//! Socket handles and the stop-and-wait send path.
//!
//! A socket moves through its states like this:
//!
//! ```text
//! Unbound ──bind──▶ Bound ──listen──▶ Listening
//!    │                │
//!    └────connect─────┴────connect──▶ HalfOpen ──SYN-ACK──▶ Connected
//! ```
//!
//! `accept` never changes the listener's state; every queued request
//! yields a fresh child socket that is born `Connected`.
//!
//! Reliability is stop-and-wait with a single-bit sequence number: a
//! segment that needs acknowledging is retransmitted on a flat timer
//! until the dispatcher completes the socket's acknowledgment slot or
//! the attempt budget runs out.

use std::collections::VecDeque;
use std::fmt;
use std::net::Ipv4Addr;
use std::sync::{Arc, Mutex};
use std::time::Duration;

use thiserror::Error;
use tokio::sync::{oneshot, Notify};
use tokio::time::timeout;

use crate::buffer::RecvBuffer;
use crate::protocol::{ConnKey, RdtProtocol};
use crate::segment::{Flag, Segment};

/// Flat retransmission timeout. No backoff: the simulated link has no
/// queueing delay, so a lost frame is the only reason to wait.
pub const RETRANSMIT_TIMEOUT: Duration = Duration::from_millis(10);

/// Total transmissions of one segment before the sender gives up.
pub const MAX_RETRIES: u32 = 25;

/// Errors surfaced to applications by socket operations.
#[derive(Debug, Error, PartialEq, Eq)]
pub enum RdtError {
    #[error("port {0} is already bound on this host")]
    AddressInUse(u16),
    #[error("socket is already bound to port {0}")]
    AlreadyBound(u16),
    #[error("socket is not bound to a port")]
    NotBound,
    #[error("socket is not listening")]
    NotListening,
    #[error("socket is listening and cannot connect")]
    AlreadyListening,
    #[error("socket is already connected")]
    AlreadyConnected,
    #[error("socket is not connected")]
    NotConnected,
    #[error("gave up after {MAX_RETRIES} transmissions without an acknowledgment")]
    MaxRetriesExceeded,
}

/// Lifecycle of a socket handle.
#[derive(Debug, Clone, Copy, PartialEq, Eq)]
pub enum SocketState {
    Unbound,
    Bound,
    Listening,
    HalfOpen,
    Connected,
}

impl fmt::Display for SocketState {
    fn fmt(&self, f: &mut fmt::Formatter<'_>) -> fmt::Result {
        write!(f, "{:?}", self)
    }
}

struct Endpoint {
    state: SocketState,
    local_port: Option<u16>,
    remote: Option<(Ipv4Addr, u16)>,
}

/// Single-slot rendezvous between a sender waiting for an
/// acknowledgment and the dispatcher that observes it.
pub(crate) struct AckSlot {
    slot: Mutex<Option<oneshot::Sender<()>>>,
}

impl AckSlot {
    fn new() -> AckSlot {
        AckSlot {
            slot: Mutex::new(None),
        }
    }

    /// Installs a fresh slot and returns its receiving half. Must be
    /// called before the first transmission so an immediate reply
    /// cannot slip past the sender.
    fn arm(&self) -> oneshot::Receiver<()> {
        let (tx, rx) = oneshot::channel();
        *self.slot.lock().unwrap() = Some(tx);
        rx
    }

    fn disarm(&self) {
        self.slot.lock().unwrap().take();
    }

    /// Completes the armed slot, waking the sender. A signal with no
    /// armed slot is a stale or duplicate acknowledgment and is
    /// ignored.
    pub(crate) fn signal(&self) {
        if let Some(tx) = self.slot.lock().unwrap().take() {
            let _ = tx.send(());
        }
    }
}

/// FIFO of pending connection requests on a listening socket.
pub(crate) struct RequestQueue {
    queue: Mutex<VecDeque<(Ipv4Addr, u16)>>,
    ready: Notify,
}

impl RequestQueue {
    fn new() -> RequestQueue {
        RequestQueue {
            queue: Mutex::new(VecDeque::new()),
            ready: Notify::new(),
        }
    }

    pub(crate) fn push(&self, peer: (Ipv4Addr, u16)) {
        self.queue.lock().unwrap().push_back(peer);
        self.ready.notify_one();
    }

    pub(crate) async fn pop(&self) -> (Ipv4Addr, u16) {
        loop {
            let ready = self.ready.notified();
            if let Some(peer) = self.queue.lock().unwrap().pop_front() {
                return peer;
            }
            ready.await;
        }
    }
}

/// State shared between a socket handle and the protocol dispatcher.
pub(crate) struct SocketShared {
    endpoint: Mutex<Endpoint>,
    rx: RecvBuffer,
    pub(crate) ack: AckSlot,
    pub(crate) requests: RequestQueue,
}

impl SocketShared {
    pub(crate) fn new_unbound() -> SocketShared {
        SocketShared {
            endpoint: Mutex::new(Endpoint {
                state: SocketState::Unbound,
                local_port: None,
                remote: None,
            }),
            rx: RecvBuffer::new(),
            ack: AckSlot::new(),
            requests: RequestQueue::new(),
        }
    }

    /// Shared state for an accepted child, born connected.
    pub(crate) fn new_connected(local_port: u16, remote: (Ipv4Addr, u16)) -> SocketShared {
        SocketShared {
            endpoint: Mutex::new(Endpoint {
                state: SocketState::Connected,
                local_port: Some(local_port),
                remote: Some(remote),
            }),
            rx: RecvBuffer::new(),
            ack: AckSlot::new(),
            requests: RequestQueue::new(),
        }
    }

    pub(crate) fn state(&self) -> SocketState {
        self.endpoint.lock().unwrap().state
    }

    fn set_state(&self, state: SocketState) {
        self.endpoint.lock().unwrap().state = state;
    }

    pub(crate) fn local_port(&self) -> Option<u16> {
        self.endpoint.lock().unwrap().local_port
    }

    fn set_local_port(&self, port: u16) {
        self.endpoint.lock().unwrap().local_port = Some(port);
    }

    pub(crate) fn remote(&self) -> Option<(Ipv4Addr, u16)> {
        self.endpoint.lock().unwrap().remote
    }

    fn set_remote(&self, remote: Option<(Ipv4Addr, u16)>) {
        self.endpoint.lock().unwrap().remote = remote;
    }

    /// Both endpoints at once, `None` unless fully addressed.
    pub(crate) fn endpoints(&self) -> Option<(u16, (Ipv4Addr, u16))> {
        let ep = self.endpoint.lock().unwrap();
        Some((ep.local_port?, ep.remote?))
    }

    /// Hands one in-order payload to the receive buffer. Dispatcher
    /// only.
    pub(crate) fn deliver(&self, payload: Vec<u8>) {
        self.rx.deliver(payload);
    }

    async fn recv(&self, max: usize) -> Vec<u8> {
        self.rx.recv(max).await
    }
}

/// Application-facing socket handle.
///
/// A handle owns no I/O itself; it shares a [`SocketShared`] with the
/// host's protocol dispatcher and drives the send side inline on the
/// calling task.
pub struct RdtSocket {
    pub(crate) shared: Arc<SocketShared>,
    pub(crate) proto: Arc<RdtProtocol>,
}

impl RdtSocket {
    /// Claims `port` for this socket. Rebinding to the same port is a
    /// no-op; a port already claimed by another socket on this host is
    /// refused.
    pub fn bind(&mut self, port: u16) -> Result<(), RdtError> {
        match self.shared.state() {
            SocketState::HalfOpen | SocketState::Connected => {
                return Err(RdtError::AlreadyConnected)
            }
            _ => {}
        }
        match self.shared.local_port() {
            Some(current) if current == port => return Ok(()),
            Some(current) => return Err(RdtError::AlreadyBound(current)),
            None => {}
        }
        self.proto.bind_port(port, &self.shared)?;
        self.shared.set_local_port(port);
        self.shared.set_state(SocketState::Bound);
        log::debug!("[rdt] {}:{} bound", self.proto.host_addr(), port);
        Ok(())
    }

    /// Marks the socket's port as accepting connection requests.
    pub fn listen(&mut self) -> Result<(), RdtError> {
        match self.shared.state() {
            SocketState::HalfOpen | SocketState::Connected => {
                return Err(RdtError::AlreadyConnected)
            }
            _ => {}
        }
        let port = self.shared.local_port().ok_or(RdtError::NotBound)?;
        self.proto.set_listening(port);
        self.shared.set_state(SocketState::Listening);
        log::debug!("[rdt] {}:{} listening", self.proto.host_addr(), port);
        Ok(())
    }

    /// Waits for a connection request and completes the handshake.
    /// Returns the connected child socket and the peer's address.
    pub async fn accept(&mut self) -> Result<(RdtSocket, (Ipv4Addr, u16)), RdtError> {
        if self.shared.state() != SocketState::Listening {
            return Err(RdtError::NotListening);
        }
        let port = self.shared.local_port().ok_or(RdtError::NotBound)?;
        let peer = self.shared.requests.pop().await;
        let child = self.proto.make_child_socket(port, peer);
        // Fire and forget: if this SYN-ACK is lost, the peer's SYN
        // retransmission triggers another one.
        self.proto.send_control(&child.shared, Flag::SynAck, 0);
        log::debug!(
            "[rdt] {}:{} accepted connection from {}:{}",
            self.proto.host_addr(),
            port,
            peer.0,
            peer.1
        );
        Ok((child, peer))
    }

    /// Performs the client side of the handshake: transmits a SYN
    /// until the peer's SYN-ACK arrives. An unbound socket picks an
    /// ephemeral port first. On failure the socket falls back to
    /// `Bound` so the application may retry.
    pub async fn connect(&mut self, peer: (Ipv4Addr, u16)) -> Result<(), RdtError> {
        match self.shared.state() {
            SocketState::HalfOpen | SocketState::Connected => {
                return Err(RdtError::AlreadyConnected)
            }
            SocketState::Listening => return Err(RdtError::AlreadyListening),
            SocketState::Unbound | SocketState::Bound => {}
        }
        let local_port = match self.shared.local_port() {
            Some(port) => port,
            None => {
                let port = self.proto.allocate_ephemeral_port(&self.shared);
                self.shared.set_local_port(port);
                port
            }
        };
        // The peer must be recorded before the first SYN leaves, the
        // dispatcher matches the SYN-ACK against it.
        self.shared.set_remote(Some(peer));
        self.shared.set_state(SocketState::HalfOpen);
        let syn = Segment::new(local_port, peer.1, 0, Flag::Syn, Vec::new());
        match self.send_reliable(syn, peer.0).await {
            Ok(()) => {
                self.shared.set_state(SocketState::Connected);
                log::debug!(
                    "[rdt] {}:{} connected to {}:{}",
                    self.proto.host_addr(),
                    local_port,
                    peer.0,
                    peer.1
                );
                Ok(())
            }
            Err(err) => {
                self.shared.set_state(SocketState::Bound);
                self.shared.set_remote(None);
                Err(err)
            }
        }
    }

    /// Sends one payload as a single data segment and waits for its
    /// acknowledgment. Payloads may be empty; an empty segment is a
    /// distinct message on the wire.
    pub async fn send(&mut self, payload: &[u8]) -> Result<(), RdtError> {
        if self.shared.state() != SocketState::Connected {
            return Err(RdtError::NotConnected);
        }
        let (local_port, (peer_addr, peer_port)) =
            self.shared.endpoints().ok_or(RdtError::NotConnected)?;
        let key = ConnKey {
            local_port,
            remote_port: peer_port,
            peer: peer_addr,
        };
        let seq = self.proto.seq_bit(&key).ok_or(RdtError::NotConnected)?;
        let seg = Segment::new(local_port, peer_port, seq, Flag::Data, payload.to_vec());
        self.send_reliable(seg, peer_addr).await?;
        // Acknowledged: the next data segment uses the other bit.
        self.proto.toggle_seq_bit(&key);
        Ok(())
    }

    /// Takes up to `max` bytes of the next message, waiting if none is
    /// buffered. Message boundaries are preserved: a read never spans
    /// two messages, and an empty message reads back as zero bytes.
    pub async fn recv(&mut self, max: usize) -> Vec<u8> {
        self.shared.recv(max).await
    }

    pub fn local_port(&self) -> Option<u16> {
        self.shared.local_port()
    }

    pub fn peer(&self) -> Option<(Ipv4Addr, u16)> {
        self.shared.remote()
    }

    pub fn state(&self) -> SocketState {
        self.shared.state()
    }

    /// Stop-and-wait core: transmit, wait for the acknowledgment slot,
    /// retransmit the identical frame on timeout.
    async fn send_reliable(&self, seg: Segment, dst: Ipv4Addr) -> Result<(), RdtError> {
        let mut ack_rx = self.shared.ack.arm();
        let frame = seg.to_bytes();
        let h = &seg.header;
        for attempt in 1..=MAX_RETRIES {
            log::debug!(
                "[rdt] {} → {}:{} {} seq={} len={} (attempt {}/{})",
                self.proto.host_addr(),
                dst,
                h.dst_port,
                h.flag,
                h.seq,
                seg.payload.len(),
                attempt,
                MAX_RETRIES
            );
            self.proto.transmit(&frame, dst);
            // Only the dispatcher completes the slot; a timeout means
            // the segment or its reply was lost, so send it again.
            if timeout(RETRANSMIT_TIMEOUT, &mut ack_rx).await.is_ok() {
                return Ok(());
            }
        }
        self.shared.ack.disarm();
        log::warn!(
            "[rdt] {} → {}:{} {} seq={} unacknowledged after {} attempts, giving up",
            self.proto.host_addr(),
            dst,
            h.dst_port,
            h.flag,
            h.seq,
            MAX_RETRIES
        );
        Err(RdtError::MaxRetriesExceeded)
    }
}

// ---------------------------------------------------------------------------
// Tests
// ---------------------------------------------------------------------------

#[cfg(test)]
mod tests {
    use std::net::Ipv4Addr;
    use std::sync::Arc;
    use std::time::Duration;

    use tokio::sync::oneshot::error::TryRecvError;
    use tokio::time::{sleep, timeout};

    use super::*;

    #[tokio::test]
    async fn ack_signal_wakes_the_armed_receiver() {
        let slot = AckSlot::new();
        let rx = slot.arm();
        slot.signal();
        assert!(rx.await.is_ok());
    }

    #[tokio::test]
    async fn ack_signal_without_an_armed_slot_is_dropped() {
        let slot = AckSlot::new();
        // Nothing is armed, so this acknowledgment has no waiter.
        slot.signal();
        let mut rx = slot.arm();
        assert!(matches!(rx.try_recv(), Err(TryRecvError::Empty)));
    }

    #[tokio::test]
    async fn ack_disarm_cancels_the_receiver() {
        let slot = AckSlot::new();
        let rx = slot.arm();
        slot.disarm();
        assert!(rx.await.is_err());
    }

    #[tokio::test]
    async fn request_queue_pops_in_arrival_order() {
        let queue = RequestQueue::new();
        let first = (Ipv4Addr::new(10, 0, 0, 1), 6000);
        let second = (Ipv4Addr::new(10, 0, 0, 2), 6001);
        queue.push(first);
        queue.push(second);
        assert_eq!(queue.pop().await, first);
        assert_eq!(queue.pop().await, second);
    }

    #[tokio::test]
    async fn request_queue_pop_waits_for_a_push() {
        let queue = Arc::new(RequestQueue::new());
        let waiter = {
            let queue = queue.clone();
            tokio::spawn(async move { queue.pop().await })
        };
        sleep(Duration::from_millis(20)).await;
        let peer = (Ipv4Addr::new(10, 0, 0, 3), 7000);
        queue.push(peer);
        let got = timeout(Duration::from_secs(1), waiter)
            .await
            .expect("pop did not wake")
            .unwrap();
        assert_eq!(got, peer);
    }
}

----------

For each line in the data above that contains the string "AlreadyBound", extract the line.

Solution to this task:
    AlreadyBound(u16),
            Some(current) => return Err(RdtError::AlreadyBound(current)),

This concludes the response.